» **Exercise objective**: Transcribe exactly the span of lines that begins the records and ends with the line holding "let mut store = StateStore::new();", both boundary lines included.

<<<<

impl SimulationEngine {
    pub fn builder() -> EngineBuilder {
        EngineBuilder::new()
    }

    pub fn run(&self, graph: &TwinGraph, scenario: &Scenario, cancel: &CancellationToken) -> Run {
        let run_id = Uuid::new_v4().to_string();
        let mut run = Run::new(run_id.clone(), scenario.id.clone());

        {
            let _guard = self.start_lock.lock().expect("engine start lock poisoned");
            run.status = RunStatus::Running;
            run.started_at = Some(Utc::now());
        }

        let mut store = StateStore::new();
        let start = run.started_at.unwrap();
        for entity in graph.entities() {
            store.insert(entity.uri.clone(), EntityState::default_at(start));
        }
        run.initial_state = store.clone_map();
        run.metrics = RunMetrics { total_entities: graph.entity_count(), total_relationships: graph.relationship_count(), stable: true, ..Default::default() };

        if self.config.snapshot_interval > 0 {
            let metrics = run.metrics.clone();
            self.take_snapshot(&run_id, 0, &store, &metrics, "initial state", &mut run);
        }

        let events = scenario.sorted_events();
        let duration = self.effective_duration(scenario, &events);

        let mut event_idx = 0usize;
        let mut pending: BTreeMap<i64, Vec<PendingPropagation>> = BTreeMap::new();
        let mut terminated_early = false;

        for t in 0..duration {
            if cancel.is_cancelled() {
                run.status = RunStatus::Failed;
                run.error = Some("cancelled".to_string());
                let metrics = run.metrics.clone();
                self.take_snapshot(&run_id, t, &store, &metrics, "cancelled", &mut run);
                run.events_log.push(EventLogEntry { step: t,
                                                      wall_clock: Utc::now(),
                                                      event_id: String::new(),
                                                      event_type: "run.cancelled".to_string(),
                                                      target: String::new(),
                                                      success: false,
                                                      changes: BTreeMap::new(),
                                                      propagated_targets: Vec::new(),
                                                      message: "cancellation observed at step boundary".to_string() });
                break;
            }

            while event_idx < events.len() && events[event_idx].timestamp <= t {
                let event = &events[event_idx];
                event_idx += 1;
                self.dispatch_event(event, graph, &mut store, t, &mut pending, &mut run);
            }

            if let Some(due) = pending.remove(&t) {
                for p in due {
                    let now = Utc::now();
                    if let Some(change) = propagator::apply_pending(&p, &mut store, t, now) {
                        let mut changes = BTreeMap::new();
                        changes.insert(format!("{}.{}", change.entity_uri, change.field), change.new_value.clone());
                        run.events_log.push(EventLogEntry { step: t,
                                                              wall_clock: now,
                                                              event_id: p.event_id.clone(),
                                                              event_type: format!("{}.propagation.deferred", p.event_type),
                                                              target: p.target_uri.clone(),
                                                              success: true,
                                                              changes,
                                                              propagated_targets: vec![p.target_uri.clone()],
                                                              message: format!("deferred propagation from {} applied", p.source_uri) });
                    }
                }
            }

            run.metrics.average_utilization = store.average_utilization();
            run.metrics.peak_utilization = store.peak_utilization();
            let counts = store.status_counts();
            run.metrics.active_entities = counts.active;
            run.metrics.failed_entities = counts.failed;
            run.metrics.degraded_entities = counts.degraded;
            run.metrics.stable = store.is_stable();
            run.metrics.has_failures = counts.failed > 0;
            run.metrics.has_degraded = counts.degraded > 0;

            if self.config.snapshot_interval > 0 && t > 0 && t % self.config.snapshot_interval == 0 {
                let metrics = run.metrics.clone();
                self.take_snapshot(&run_id, t, &store, &metrics, &format!("step {t}"), &mut run);
            }

            if run.metrics.total_entities > 0 && (run.metrics.failed_entities as f64 / run.metrics.total_entities as f64) > self.config.system_failure_ratio {
                run.events_log.push(EventLogEntry { step: t,
                                                      wall_clock: Utc::now(),
                                                      event_id: String::new(),
                                                      event_type: "system.failure".to_string(),
                                                      target: String::new(),
                                                      success: false,
                                                      changes: BTreeMap::new(),
                                                      propagated_targets: Vec::new(),
                                                      message: "failed entities exceeded system failure ratio".to_string() });
                terminated_early = true;
                break;
            }
        }

        run.final_state = store.clone_map();
        if run.status == RunStatus::Running {
            run.status = RunStatus::Completed;
        }
        run.ended_at = Some(Utc::now());

        if !cancel.is_cancelled() {
            run.summary = Some(self.summarize(&run, &store, event_idx, &events, terminated_early));
        }

        run
    }

    fn effective_duration(&self, scenario: &Scenario, events: &[Event]) -> i64 {
        let duration = if scenario.duration == 0 && !events.is_empty() {
            events.last().map(|e| e.timestamp + 10).unwrap_or(0)
        } else {
            scenario.duration
        };
        duration.min(self.config.max_duration)
    }

    fn dispatch_event(&self, event: &Event, graph: &TwinGraph, store: &mut StateStore, step: i64, pending: &mut BTreeMap<i64, Vec<PendingPropagation>>, run: &mut Run) {
        let now = Utc::now();

        let direct_result = match self.try_prediction(event, graph, store, now) {
            Some(result) => result,
            None => self.processor.process(event, graph, store, now),
        };

        match direct_result {
            Ok(direct_changes) => {
                let mut all_changes = direct_changes.clone();
                let mut propagated_targets = Vec::new();

                if !direct_changes.is_empty() {
                    let outcome = propagator::propagate(event, graph, store, &direct_changes, step, now, self.prediction.as_deref());
                    for change in &outcome.applied {
                        propagated_targets.push(change.entity_uri.clone());
                    }
                    all_changes.extend(outcome.applied);
                    for deferred in outcome.deferred {
                        pending.entry(deferred.apply_step).or_default().push(deferred);
                    }
                    for error in outcome.errors {
                        log::warn!("propagation error for event {}: {error}", event.id);
                    }
                }

                let mut changes_map = BTreeMap::new();
                for change in &all_changes {
                    changes_map.insert(format!("{}.{}", change.entity_uri, change.field), change.new_value.clone());
                }

                log::debug!("event {} ({}) applied {} changes", event.id, event.event_type, all_changes.len());
                run.events_log.push(EventLogEntry { step,
                                                      wall_clock: now,
                                                      event_id: event.id.clone(),
                                                      event_type: event.event_type.clone(),
                                                      target: event.target.clone(),
                                                      success: true,
                                                      changes: changes_map,
                                                      propagated_targets,
                                                      message: format!("{} applied to {}", event.event_type, event.target) });
            }
            Err(error) => {
                log::warn!("event {} ({}) failed: {error}", event.id, event.event_type);
                run.events_log.push(EventLogEntry { step,
                                                      wall_clock: now,
                                                      event_id: event.id.clone(),
                                                      event_type: event.event_type.clone(),
                                                      target: event.target.clone(),
                                                      success: false,
                                                      changes: BTreeMap::new(),
                                                      propagated_targets: Vec::new(),
                                                      message: error.to_string() });
            }
        }
    }

    /// If a prediction adapter is present and does not decline, apply its
    /// overrides and return `Some` of the resulting changes; `None` tells
    /// the caller to fall back to the rule-based processor (§4.6).
    fn try_prediction(&self, event: &Event, graph: &TwinGraph, store: &mut StateStore, now: chrono::DateTime<Utc>) -> Option<Result<Vec<StateChange>, SimError>> {
        let adapter = self.prediction.as_ref()?;
        let entity = graph.get_entity(&event.target)?;
        let current = store.get(&event.target)?.clone();

        match adapter.predict_state(entity, event, &current) {
            StatePrediction::Decline => None,
            StatePrediction::Override { changes, confidence } => {
                log::debug!("prediction adapter claimed event {} with confidence {confidence:.2}", event.id);
                Some(apply_prediction_overrides(&event.target, &changes, store, now, event))
            }
        }
    }

    fn take_snapshot(&self, run_id: &str, step: i64, store: &StateStore, metrics: &RunMetrics, description: &str, run: &mut Run) {
        let now = Utc::now();
        let state = store.clone_map();
        run.snapshots.push(sim_domain::Snapshot { run_id: run_id.to_string(), step, wall_clock: now, state: state.clone(), metrics: metrics.clone(), description: description.to_string() });

        let state_json = serde_json::to_value(&state).unwrap_or(serde_json::Value::Null);
        let metrics_json = serde_json::to_value(metrics).unwrap_or(serde_json::Value::Null);
        if let Err(error) = self.snapshot_sink.write_snapshot(run_id, step, now, state_json, metrics_json, description) {
            log::error!("failed to persist snapshot at step {step}: {error}");
        }
    }

    fn summarize(&self, run: &Run, store: &StateStore, events_processed: usize, events: &[Event], terminated_early: bool) -> RunSummary {
        let bottlenecks = store.bottlenecks(self.config.bottleneck_threshold);

        let mut affected: std::collections::BTreeSet<String> = std::collections::BTreeSet::new();
        let mut critical_event_count = 0usize;
        for event in &events[..events_processed] {
            affected.insert(event.target.clone());
            if event.impact.severity == EventSeverity::Critical {
                critical_event_count += 1;
            }
        }
        for entry in &run.events_log {
            affected.extend(entry.propagated_targets.iter().cloned());
        }

        let stability = stability_score(run.metrics.total_entities, run.metrics.failed_entities, run.metrics.degraded_entities, run.metrics.average_utilization, bottlenecks.len());

        let mut recommendations = Vec::new();
        for (uri, state) in store.iter() {
            match state.status {
                EntityStatus::Failed => recommendations.push(format!("Restore or replace {uri}: status failed")),
                EntityStatus::Degraded => recommendations.push(format!("Monitor {uri}: status degraded, utilization {:.2}", state.utilization)),
                _ => {}
            }
        }
        for uri in &bottlenecks {
            recommendations.push(format!("Reduce load on {uri}: utilization at or above bottleneck threshold"));
        }

        let impact_summary = if terminated_early {
            format!("{} of {} entities failed; run terminated early", run.metrics.failed_entities, run.metrics.total_entities)
        } else {
            format!("{} degraded, {} failed, stability {:.2}", run.metrics.degraded_entities, run.metrics.failed_entities, stability)
        };

        let total_steps = run.events_log.iter().map(|e| e.step).max().unwrap_or(0) + 1;

        RunSummary { total_steps,
                     events_processed,
                     unique_entities_affected: affected.len(),
                     critical_event_count,
                     average_utilization: run.metrics.average_utilization,
                     peak_utilization: run.metrics.peak_utilization,
                     bottlenecks,
                     stability_score: stability,
                     impact_summary,
                     recommendations }
    }
}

>>>>

» **Answer box**:
impl SimulationEngine {
    pub fn builder() -> EngineBuilder {
        EngineBuilder::new()
    }

    pub fn run(&self, graph: &TwinGraph, scenario: &Scenario, cancel: &CancellationToken) -> Run {
        let run_id = Uuid::new_v4().to_string();
        let mut run = Run::new(run_id.clone(), scenario.id.clone());

        {
            let _guard = self.start_lock.lock().expect("engine start lock poisoned");
            run.status = RunStatus::Running;
            run.started_at = Some(Utc::now());
        }

        let mut store = StateStore::new();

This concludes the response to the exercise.